Excerpted data section start

//! Data model shared by discovery, the worker pool and the logs.

use crate::error::ItemError;
use once_cell::sync::Lazy;
use regex::Regex;
use serde::{Deserialize, Serialize};
use serde_json::{Map, Value};
use std::fmt;
use std::path::{Path, PathBuf};

// ── Document identity ───────────────────────────────────────────────────────

/// Canonical identifier of one source document, e.g. `CN101234567A`.
///
/// Used verbatim as the checkpoint key and as the `pnr` of its result record.
#[derive(Debug, Clone, PartialEq, Eq, Hash, PartialOrd, Ord, Serialize, Deserialize)]
#[serde(transparent)]
pub struct DocumentId(String);

impl DocumentId {
    pub fn new(id: impl Into<String>) -> Self {
        Self(id.into())
    }

    /// Derive the id from a file name: everything before the first `.`.
    ///
    /// `CN101234567A.pdf` → `CN101234567A`. Returns `None` when the path has
    /// no file name.
    pub fn from_path(path: &Path) -> Option<Self> {
        let name = path.file_name()?.to_string_lossy();
        let stem = name.split('.').next().unwrap_or_default();
        Some(Self(stem.to_string()))
    }

    pub fn as_str(&self) -> &str {
        &self.0
    }

    /// Check the id can be written as the first field of a log line.
    pub fn validate(&self) -> Result<(), ItemError> {
        let bad = self.0.is_empty()
            || self
                .0
                .chars()
                .any(|c| c.is_whitespace() || c.is_control() || c == '|');
        if bad {
            Err(ItemError::MalformedId { id: self.0.clone() })
        } else {
            Ok(())
        }
    }
}

impl fmt::Display for DocumentId {
    fn fmt(&self, f: &mut fmt::Formatter<'_>) -> fmt::Result {
        f.write_str(&self.0)
    }
}

impl From<&str> for DocumentId {
    fn from(s: &str) -> Self {
        Self(s.to_string())
    }
}

static RE_PNR: Lazy<Regex> = Lazy::new(|| Regex::new(r"CN\d+[A-Z]").unwrap());

/// Extract the canonical patent number from noisy text.
///
/// Result logs from older runs sometimes carry a path or suffix around the
/// number (`CN101234567A-p920mint`); the first `CN<digits><letter>` token is
/// the identity.
pub fn canonical_pnr(text: &str) -> Option<&str> {
    RE_PNR.find(text).map(|m| m.as_str())
}

// ── Work items ──────────────────────────────────────────────────────────────

/// Lifecycle of a work item within one run.
#[derive(Debug, Clone, Copy, PartialEq, Eq, Serialize, Deserialize)]
pub enum ItemStatus {
    /// Discovered, not yet picked up by a worker.
    Pending,
    /// Owned by a worker.
    InProgress,
    /// Committed with a Success (or SectionNotFound) checkpoint, or found
    /// already checkpointed at commit time.
    Done,
    /// Committed with a Failure checkpoint, or its commit failed.
    Failed,
}

/// One document awaiting processing.
#[derive(Debug, Clone, PartialEq, Eq)]
pub struct WorkItem {
    pub id: DocumentId,
    pub source_path: PathBuf,
    pub status: ItemStatus,
}

impl WorkItem {
    pub fn new(id: DocumentId, source_path: impl Into<PathBuf>) -> Self {
        Self {
            id,
            source_path: source_path.into(),
            status: ItemStatus::Pending,
        }
    }
}

// ── Results ─────────────────────────────────────────────────────────────────

/// One line of the result log.
///
/// `pnr` is always present; the remaining fields depend on the extraction
/// mode (`description`, or `left`/`right`, …) and are written flat next to
/// it.
#[derive(Debug, Clone, PartialEq, Serialize, Deserialize)]
pub struct ResultRecord {
    pub pnr: String,
    #[serde(flatten)]
    pub fields: Map<String, Value>,
}

impl ResultRecord {
    pub fn new(id: &DocumentId) -> Self {
        Self {
            pnr: id.as_str().to_string(),
            fields: Map::new(),
        }
    }

    /// Add a text field.
    pub fn with_field(mut self, name: impl Into<String>, text: impl Into<String>) -> Self {
        self.fields.insert(name.into(), Value::String(text.into()));
        self
    }

    /// Text of a string field, if present.
    pub fn field(&self, name: &str) -> Option<&str> {
        self.fields.get(name).and_then(Value::as_str)
    }
}

/// Successful outcome of processing one document.
#[derive(Debug, Clone, PartialEq)]
pub enum Processed {
    /// A record to append to the result log.
    Record(ResultRecord),
    /// The detector never entered the target section; nothing to append.
    SectionNotFound,
}

// ── Statistics ──────────────────────────────────────────────────────────────

/// Aggregate counts for one run.
#[derive(Debug, Clone, Default, PartialEq, Eq, Serialize, Deserialize)]
pub struct BatchStats {
    /// Source files found by the walk (after manifest filtering).
    pub enumerated: usize,
    /// Items skipped because they are already checkpointed.
    pub already_done: usize,
    /// Manifest entries with no file on disk.
    pub missing: usize,
    /// PDFs skipped because their file name is not a usable document id.
    pub rejected: usize,
    /// Items handed to a worker.
    pub dispatched: usize,
    /// Items committed with a result.
    pub succeeded: usize,
    /// Items committed without a result because the section was not found.
    pub section_not_found: usize,
    /// Items committed to the failure log.
    pub failed: usize,
    /// Items whose commit failed; not checkpointed, retried next run.
    pub commit_failed: usize,
    /// Items never dispatched because shutdown was requested.
    pub not_started: usize,
    /// Wall-clock duration of the run.
    pub total_duration_ms: u64,
}

impl BatchStats {
    /// Items that reached a commit (successfully or not).
    pub fn completed(&self) -> usize {
        self.succeeded + self.section_not_found + self.failed + self.commit_failed
    }

    /// Human-readable one-line summary for the operator.
    pub fn summary_line(&self) -> String {
        let mut line = format!(
            "{} succeeded, {} section not found, {} failed, {} already done, {} missing",
            self.succeeded, self.section_not_found, self.failed, self.already_done, self.missing
        );
        if self.rejected > 0 {
            line.push_str(&format!(", {} unusable file names", self.rejected));
        }
        if self.commit_failed > 0 {
            line.push_str(&format!(", {} not committed (will retry)", self.commit_failed));
        }
        if self.not_started > 0 {
            line.push_str(&format!(", {} not started (interrupted)", self.not_started));
        }
        line
    }
}

#[cfg(test)]
mod tests {
    use super::*;

    #[test]
    fn id_from_path_takes_text_before_first_dot() {
        let id = DocumentId::from_path(Path::new("/data/CN101/CN101234567A.pdf")).unwrap();
        assert_eq!(id.as_str(), "CN101234567A");
        let id = DocumentId::from_path(Path::new("CN1.scan.PDF")).unwrap();
        assert_eq!(id.as_str(), "CN1");
    }

    #[test]
    fn validate_rejects_unloggable_ids() {
        assert!(DocumentId::new("CN101234567A").validate().is_ok());
        assert!(DocumentId::new("").validate().is_err());
        assert!(DocumentId::new("CN1 2A").validate().is_err());
        assert!(DocumentId::new("CN12A|x").validate().is_err());
        assert!(DocumentId::new(" CN12A").validate().is_err());
        assert!(DocumentId::new("CN12A\n").validate().is_err());
    }

    #[test]
    fn canonical_pnr_extracts_token() {
        assert_eq!(canonical_pnr("*CN101234567A-p920mint"), Some("CN101234567A"));
        assert_eq!(canonical_pnr("US123"), None);
    }

    #[test]
    fn record_serialises_flat() {
        let rec = ResultRecord::new(&DocumentId::new("CN1A"))
            .with_field("left", "左")
            .with_field("right", "右");
        let json = serde_json::to_string(&rec).unwrap();
        let v: Value = serde_json::from_str(&json).unwrap();
        assert_eq!(v["pnr"], "CN1A");
        assert_eq!(v["left"], "左");
        assert_eq!(rec.field("right"), Some("右"));
        // Non-ASCII text is written as UTF-8, not \u escapes.
        assert!(json.contains('左'));
    }

    #[test]
    fn summary_line_mentions_interruptions() {
        let stats = BatchStats {
            succeeded: 3,
            failed: 1,
            not_started: 2,
            ..Default::default()
        };
        let line = stats.summary_line();
        assert!(line.starts_with("3 succeeded"));
        assert!(line.contains("2 not started"));
        assert_eq!(stats.completed(), 4);
    }
}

Excerpted data section end

Instructions for the task
Set down the whole of the data, exactly as it stands.

Answer area
//! Data model shared by discovery, the worker pool and the logs.

use crate::error::ItemError;
use once_cell::sync::Lazy;
use regex::Regex;
use serde::{Deserialize, Serialize};
use serde_json::{Map, Value};
use std::fmt;
use std::path::{Path, PathBuf};

// ── Document identity ───────────────────────────────────────────────────────

/// Canonical identifier of one source document, e.g. `CN101234567A`.
///
/// Used verbatim as the checkpoint key and as the `pnr` of its result record.
#[derive(Debug, Clone, PartialEq, Eq, Hash, PartialOrd, Ord, Serialize, Deserialize)]
#[serde(transparent)]
pub struct DocumentId(String);

impl DocumentId {
    pub fn new(id: impl Into<String>) -> Self {
        Self(id.into())
    }

    /// Derive the id from a file name: everything before the first `.`.
    ///
    /// `CN101234567A.pdf` → `CN101234567A`. Returns `None` when the path has
    /// no file name.
    pub fn from_path(path: &Path) -> Option<Self> {
        let name = path.file_name()?.to_string_lossy();
        let stem = name.split('.').next().unwrap_or_default();
        Some(Self(stem.to_string()))
    }

    pub fn as_str(&self) -> &str {
        &self.0
    }

    /// Check the id can be written as the first field of a log line.
    pub fn validate(&self) -> Result<(), ItemError> {
        let bad = self.0.is_empty()
            || self
                .0
                .chars()
                .any(|c| c.is_whitespace() || c.is_control() || c == '|');
        if bad {
            Err(ItemError::MalformedId { id: self.0.clone() })
        } else {
            Ok(())
        }
    }
}

impl fmt::Display for DocumentId {
    fn fmt(&self, f: &mut fmt::Formatter<'_>) -> fmt::Result {
        f.write_str(&self.0)
    }
}

impl From<&str> for DocumentId {
    fn from(s: &str) -> Self {
        Self(s.to_string())
    }
}

static RE_PNR: Lazy<Regex> = Lazy::new(|| Regex::new(r"CN\d+[A-Z]").unwrap());

/// Extract the canonical patent number from noisy text.
///
/// Result logs from older runs sometimes carry a path or suffix around the
/// number (`CN101234567A-p920mint`); the first `CN<digits><letter>` token is
/// the identity.
pub fn canonical_pnr(text: &str) -> Option<&str> {
    RE_PNR.find(text).map(|m| m.as_str())
}

// ── Work items ──────────────────────────────────────────────────────────────

/// Lifecycle of a work item within one run.
#[derive(Debug, Clone, Copy, PartialEq, Eq, Serialize, Deserialize)]
pub enum ItemStatus {
    /// Discovered, not yet picked up by a worker.
    Pending,
    /// Owned by a worker.
    InProgress,
    /// Committed with a Success (or SectionNotFound) checkpoint, or found
    /// already checkpointed at commit time.
    Done,
    /// Committed with a Failure checkpoint, or its commit failed.
    Failed,
}

/// One document awaiting processing.
#[derive(Debug, Clone, PartialEq, Eq)]
pub struct WorkItem {
    pub id: DocumentId,
    pub source_path: PathBuf,
    pub status: ItemStatus,
}

impl WorkItem {
    pub fn new(id: DocumentId, source_path: impl Into<PathBuf>) -> Self {
        Self {
            id,
            source_path: source_path.into(),
            status: ItemStatus::Pending,
        }
    }
}

// ── Results ─────────────────────────────────────────────────────────────────

/// One line of the result log.
///
/// `pnr` is always present; the remaining fields depend on the extraction
/// mode (`description`, or `left`/`right`, …) and are written flat next to
/// it.
#[derive(Debug, Clone, PartialEq, Serialize, Deserialize)]
pub struct ResultRecord {
    pub pnr: String,
    #[serde(flatten)]
    pub fields: Map<String, Value>,
}

impl ResultRecord {
    pub fn new(id: &DocumentId) -> Self {
        Self {
            pnr: id.as_str().to_string(),
            fields: Map::new(),
        }
    }

    /// Add a text field.
    pub fn with_field(mut self, name: impl Into<String>, text: impl Into<String>) -> Self {
        self.fields.insert(name.into(), Value::String(text.into()));
        self
    }

    /// Text of a string field, if present.
    pub fn field(&self, name: &str) -> Option<&str> {
        self.fields.get(name).and_then(Value::as_str)
    }
}

/// Successful outcome of processing one document.
#[derive(Debug, Clone, PartialEq)]
pub enum Processed {
    /// A record to append to the result log.
    Record(ResultRecord),
    /// The detector never entered the target section; nothing to append.
    SectionNotFound,
}

// ── Statistics ──────────────────────────────────────────────────────────────

/// Aggregate counts for one run.
#[derive(Debug, Clone, Default, PartialEq, Eq, Serialize, Deserialize)]
pub struct BatchStats {
    /// Source files found by the walk (after manifest filtering).
    pub enumerated: usize,
    /// Items skipped because they are already checkpointed.
    pub already_done: usize,
    /// Manifest entries with no file on disk.
    pub missing: usize,
    /// PDFs skipped because their file name is not a usable document id.
    pub rejected: usize,
    /// Items handed to a worker.
    pub dispatched: usize,
    /// Items committed with a result.
    pub succeeded: usize,
    /// Items committed without a result because the section was not found.
    pub section_not_found: usize,
    /// Items committed to the failure log.
    pub failed: usize,
    /// Items whose commit failed; not checkpointed, retried next run.
    pub commit_failed: usize,
    /// Items never dispatched because shutdown was requested.
    pub not_started: usize,
    /// Wall-clock duration of the run.
    pub total_duration_ms: u64,
}

impl BatchStats {
    /// Items that reached a commit (successfully or not).
    pub fn completed(&self) -> usize {
        self.succeeded + self.section_not_found + self.failed + self.commit_failed
    }

    /// Human-readable one-line summary for the operator.
    pub fn summary_line(&self) -> String {
        let mut line = format!(
            "{} succeeded, {} section not found, {} failed, {} already done, {} missing",
            self.succeeded, self.section_not_found, self.failed, self.already_done, self.missing
        );
        if self.rejected > 0 {
            line.push_str(&format!(", {} unusable file names", self.rejected));
        }
        if self.commit_failed > 0 {
            line.push_str(&format!(", {} not committed (will retry)", self.commit_failed));
        }
        if self.not_started > 0 {
            line.push_str(&format!(", {} not started (interrupted)", self.not_started));
        }
        line
    }
}

#[cfg(test)]
mod tests {
    use super::*;

    #[test]
    fn id_from_path_takes_text_before_first_dot() {
        let id = DocumentId::from_path(Path::new("/data/CN101/CN101234567A.pdf")).unwrap();
        assert_eq!(id.as_str(), "CN101234567A");
        let id = DocumentId::from_path(Path::new("CN1.scan.PDF")).unwrap();
        assert_eq!(id.as_str(), "CN1");
    }

    #[test]
    fn validate_rejects_unloggable_ids() {
        assert!(DocumentId::new("CN101234567A").validate().is_ok());
        assert!(DocumentId::new("").validate().is_err());
        assert!(DocumentId::new("CN1 2A").validate().is_err());
        assert!(DocumentId::new("CN12A|x").validate().is_err());
        assert!(DocumentId::new(" CN12A").validate().is_err());
        assert!(DocumentId::new("CN12A\n").validate().is_err());
    }

    #[test]
    fn canonical_pnr_extracts_token() {
        assert_eq!(canonical_pnr("*CN101234567A-p920mint"), Some("CN101234567A"));
        assert_eq!(canonical_pnr("US123"), None);
    }

    #[test]
    fn record_serialises_flat() {
        let rec = ResultRecord::new(&DocumentId::new("CN1A"))
            .with_field("left", "左")
            .with_field("right", "右");
        let json = serde_json::to_string(&rec).unwrap();
        let v: Value = serde_json::from_str(&json).unwrap();
        assert_eq!(v["pnr"], "CN1A");
        assert_eq!(v["left"], "左");
        assert_eq!(rec.field("right"), Some("右"));
        // Non-ASCII text is written as UTF-8, not \u escapes.
        assert!(json.contains('左'));
    }

    #[test]
    fn summary_line_mentions_interruptions() {
        let stats = BatchStats {
            succeeded: 3,
            failed: 1,
            not_started: 2,
            ..Default::default()
        };
        let line = stats.summary_line();
        assert!(line.starts_with("3 succeeded"));
        assert!(line.contains("2 not started"));
        assert_eq!(stats.completed(), 4);
    }
}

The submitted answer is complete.